コボットの導入以前、1つの製造ラインに用意されているパレットは1つだけでしたが、コボットを導入したことで、製造ラインを停止せず2台のパレットに同時に積み込むことが可能になり、シフトあたりの作業時間が30分短縮されました。パレットの置き換えに要していた時間も短縮され、プネー工場のOEEは5%向上しました。

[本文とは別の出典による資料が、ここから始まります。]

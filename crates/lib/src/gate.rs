//! Artifact gate: idempotency decision for a single target.
//!
//! Targets never share an output path, so no cross-target locking is
//! needed. The worker consults the gate exactly once, immediately before
//! building, which keeps the existence check and the build a single
//! decision point.

use std::path::Path;

use tracing::debug;

/// Whether a target needs to be built.
#[derive(Debug, Clone, Copy, PartialEq, Eq)]
pub enum GateDecision {
  Build,
  Skip,
}

/// Decide whether the target's output artifact needs to be (re)built.
///
/// Returns `Skip` only when the artifact already exists and `force` is
/// false.
pub fn decide(output: &Path, force: bool) -> GateDecision {
  if force {
    debug!(artifact = %output.display(), "force rebuild requested");
    return GateDecision::Build;
  }
  if output.exists() {
    debug!(artifact = %output.display(), "artifact exists, skipping");
    GateDecision::Skip
  } else {
    GateDecision::Build
  }
}
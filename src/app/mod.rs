// SPDX-License-Identifier: MIT
// SPDX-FileCopyrightText: 2025 Alexander Minges

//! Application entry point wiring configuration and egui/eframe together.

use std::sync::Arc;

use anyhow::{Context, Result, anyhow};
use eframe::egui;
use egui_phosphor::Variant;

use crate::config::Config;
use crate::logic::storage::{AvatarStorage, HttpStorage};
use crate::ui::AdvancedFormApp;

/// Build the storage client from `config` and run the main egui event loop.
pub fn run(config: &Config) -> Result<()> {
    let settings = config
        .storage_settings()
        .context("Storage is not configured")?;
    tracing::info!(bucket = %settings.bucket, url = %settings.base_url, "storage configured");
    let storage: Arc<dyn AvatarStorage> =
        Arc::new(HttpStorage::new(settings).context("Failed to build storage client")?);

    // Register Phosphor icon font.
    let mut fonts = egui::FontDefinitions::default();
    egui_phosphor::add_to_fonts(&mut fonts, Variant::Regular);

    let options = eframe::NativeOptions {
        viewport: egui::ViewportBuilder::default()
            .with_inner_size([720.0, 820.0])
            .with_min_inner_size([520.0, 480.0]),
        ..Default::default()
    };

    eframe::run_native(
        "Advanced Form",
        options,
        Box::new(move |cc| {
            cc.egui_ctx.set_fonts(fonts);
            Ok(Box::new(AdvancedFormApp::new(storage)))
        }),
    )
    .map_err(|err| anyhow!("UI event loop failed: {err}"))
}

L'Oréal India社の製造ユニット・マネージャー、Mayur Raut氏は次のように述べています。「この工場では、さまざまな人がさまざまなシフトで1つの製造ラインを担当します。このため作業者の交代によって製造ラインの効率が低下することがあったのですが、コボットを導入したことで、クリック1つで必要な精度を得られるようになりました。また、コボットの導入以前は、製造ラインの設定変更には60~70分かかっていましたが、コボットのおかげで、このような変更もワンクリックで完了します」。
04 製品
L'Oréal社は世界最大の化粧品ブランドの1つで、インドでは1992年以来事業を展開しています。多岐にわたる商品を製造していますが、特に香水・フレグランス、ヘアケア商品、化粧品の分野では間違いなくトップ・サプライヤーの1社です。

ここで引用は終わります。